▶ [Exercise description]: Repeat every entry, word for word, leaving no line out.
(Raw data)
//! Metrics Pipeline Module
//!
//! ## Cycle
//!
//! ```text
//! Ingestor (tail | batch)  ->  DeviceRegistry (reconcile, bounded window)
//!                          ->  MetricsPipeline (stages, waste, analytics, anomalies)
//!                          ->  Publisher (line channels, snapshot keys, aggregate)
//! ```
//!
//! Live and polling modes differ only in the ingestor; everything after the
//! registry is shared, including on-demand batch analysis.

mod cycle;
pub mod publisher;
pub mod scheduler;
pub mod sink;

pub use cycle::{absorb, load_line_grades, CycleReport, LineSnapshot, MetricsPipeline};
pub use publisher::{PublishSummary, Publisher};
pub use scheduler::{run_cycle, CycleSource, Engine, EngineStats};
pub use sink::{BusMessage, MemoryBus, MetricsSink, SinkError, StoredSnapshot, WebhookSink};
(End Raw data)
▶ [Exercise result]:
//! Metrics Pipeline Module
//!
//! ## Cycle
//!
//! ```text
//! Ingestor (tail | batch)  ->  DeviceRegistry (reconcile, bounded window)
//!                          ->  MetricsPipeline (stages, waste, analytics, anomalies)
//!                          ->  Publisher (line channels, snapshot keys, aggregate)
//! ```
//!
//! Live and polling modes differ only in the ingestor; everything after the
//! registry is shared, including on-demand batch analysis.

mod cycle;
pub mod publisher;
pub mod scheduler;
pub mod sink;

pub use cycle::{absorb, load_line_grades, CycleReport, LineSnapshot, MetricsPipeline};
pub use publisher::{PublishSummary, Publisher};
pub use scheduler::{run_cycle, CycleSource, Engine, EngineStats};
pub use sink::{BusMessage, MemoryBus, MetricsSink, SinkError, StoredSnapshot, WebhookSink};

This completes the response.